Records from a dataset
#####
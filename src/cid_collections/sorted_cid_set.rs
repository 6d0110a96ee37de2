// Copyright 2019-2026 ChainSafe Systems
// SPDX-License-Identifier: Apache-2.0, MIT

use std::fmt;

use cid::Cid;
use itertools::Itertools as _;
use serde::{Deserialize, Deserializer, Serialize, Serializer};

/// A deduplicated set of [`Cid`]s with a deterministic iteration order.
///
/// Members are always kept sorted ascending by their string form (e.g.
/// `bafy2bzace...`), no matter the order they were inserted in. This is the
/// order every consumer observes: serialization, equality and external
/// presentation all go through the same sorted vector.
///
/// An empty set is valid. It is how the parents of the genesis block are
/// represented.
#[derive(Default, Clone, Debug, PartialEq, Eq, Hash)]
pub struct SortedCidSet(Vec<Cid>);

impl SortedCidSet {
    /// Creates an empty set.
    pub fn new() -> Self {
        Self::default()
    }

    /// Adds a CID, keeping the set sorted.
    ///
    /// Returns whether the value was newly inserted.
    pub fn insert(&mut self, cid: Cid) -> bool {
        let key = cid.to_string();
        match self.0.binary_search_by(|probe| probe.to_string().cmp(&key)) {
            Ok(_) => false,
            Err(pos) => {
                self.0.insert(pos, cid);
                true
            }
        }
    }

    /// Returns a set with `cid` added. Adding a CID that is already present
    /// returns an identical set.
    pub fn with(mut self, cid: Cid) -> Self {
        self.insert(cid);
        self
    }

    /// Returns `true` if the set contains `cid`.
    pub fn contains(&self, cid: &Cid) -> bool {
        self.0.contains(cid)
    }

    pub fn len(&self) -> usize {
        self.0.len()
    }

    pub fn is_empty(&self) -> bool {
        self.0.is_empty()
    }

    /// Members in ascending order.
    pub fn cids(&self) -> &[Cid] {
        &self.0
    }

    pub fn iter(&self) -> std::slice::Iter<'_, Cid> {
        self.0.iter()
    }

    /// Consumes the set, returning its members in ascending order.
    pub fn into_cids(self) -> Vec<Cid> {
        self.0
    }
}

impl fmt::Display for SortedCidSet {
    fn fmt(&self, f: &mut fmt::Formatter<'_>) -> fmt::Result {
        write!(f, "{{{}}}", self.0.iter().join(", "))
    }
}

impl FromIterator<Cid> for SortedCidSet {
    fn from_iter<T: IntoIterator<Item = Cid>>(iter: T) -> Self {
        let mut cids = iter.into_iter().collect_vec();
        cids.sort_by_cached_key(|cid| cid.to_string());
        cids.dedup();
        Self(cids)
    }
}

impl Extend<Cid> for SortedCidSet {
    fn extend<T: IntoIterator<Item = Cid>>(&mut self, iter: T) {
        for cid in iter {
            self.insert(cid);
        }
    }
}

impl From<Vec<Cid>> for SortedCidSet {
    fn from(cids: Vec<Cid>) -> Self {
        Self::from_iter(cids)
    }
}

impl From<Cid> for SortedCidSet {
    fn from(cid: Cid) -> Self {
        Self(vec![cid])
    }
}

impl From<SortedCidSet> for Vec<Cid> {
    fn from(set: SortedCidSet) -> Self {
        set.0
    }
}

impl<'a> IntoIterator for &'a SortedCidSet {
    type Item = &'a Cid;
    type IntoIter = std::slice::Iter<'a, Cid>;

    fn into_iter(self) -> Self::IntoIter {
        self.0.iter()
    }
}

impl IntoIterator for SortedCidSet {
    type Item = Cid;
    type IntoIter = std::vec::IntoIter<Cid>;

    fn into_iter(self) -> Self::IntoIter {
        self.0.into_iter()
    }
}

impl Serialize for SortedCidSet {
    fn serialize<S>(&self, serializer: S) -> Result<S::Ok, S::Error>
    where
        S: Serializer,
    {
        self.0.serialize(serializer)
    }
}

// Input is re-sorted and deduplicated.
impl<'de> Deserialize<'de> for SortedCidSet {
    fn deserialize<D>(deserializer: D) -> Result<Self, D::Error>
    where
        D: Deserializer<'de>,
    {
        Vec::<Cid>::deserialize(deserializer).map(Self::from_iter)
    }
}

#[cfg(test)]
mod tests {
    use super::*;
    use crate::utils::cid::CidCborExt as _;
    use quickcheck_macros::quickcheck;

    fn cid_of(n: u64) -> Cid {
        Cid::from_cbor_blake2b256(&n).unwrap()
    }

    fn is_sorted_by_string(cids: &[Cid]) -> bool {
        cids.iter()
            .tuple_windows()
            .all(|(a, b)| a.to_string() < b.to_string())
    }

    #[test]
    fn empty_set() {
        let set = SortedCidSet::new();
        assert!(set.is_empty());
        assert_eq!(set.len(), 0);
        assert_eq!(set.cids(), &[] as &[Cid]);
    }

    #[test]
    fn deduplicates_on_construction() {
        let set = SortedCidSet::from_iter([cid_of(1), cid_of(2), cid_of(1)]);
        assert_eq!(set.len(), 2);
        assert!(set.contains(&cid_of(1)));
        assert!(set.contains(&cid_of(2)));
    }

    #[test]
    fn add_is_idempotent() {
        let set = SortedCidSet::from(cid_of(7));
        let once = set.clone().with(cid_of(8));
        let twice = once.clone().with(cid_of(8));
        assert_eq!(once, twice);
        assert_eq!(twice.len(), 2);

        let mut set = set;
        assert!(set.insert(cid_of(9)));
        assert!(!set.insert(cid_of(9)));
    }

    #[test]
    fn cbor_decoding_restores_order() {
        let mut cids = (0..10).map(cid_of).collect_vec();
        cids.sort_by_key(|cid| std::cmp::Reverse(cid.to_string()));
        let bytes = fvm_ipld_encoding::to_vec(&cids).unwrap();
        let set: SortedCidSet = fvm_ipld_encoding::from_slice(&bytes).unwrap();
        assert!(is_sorted_by_string(set.cids()));
        assert_eq!(set.len(), 10);
    }

    #[quickcheck]
    fn always_sorted_regardless_of_insertion_order(seeds: Vec<u64>) {
        let cids = seeds.into_iter().map(cid_of).collect_vec();

        let collected = SortedCidSet::from_iter(cids.iter().copied());
        assert!(is_sorted_by_string(collected.cids()));

        let mut inserted = SortedCidSet::new();
        for cid in cids.iter().rev() {
            inserted.insert(*cid);
        }
        assert_eq!(collected, inserted);
    }
}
#####
Check each line in the records above for the word "Error". Return those that have it.

▸ Answer to this exercise
    fn serialize<S>(&self, serializer: S) -> Result<S::Ok, S::Error>
    fn deserialize<D>(deserializer: D) -> Result<Self, D::Error>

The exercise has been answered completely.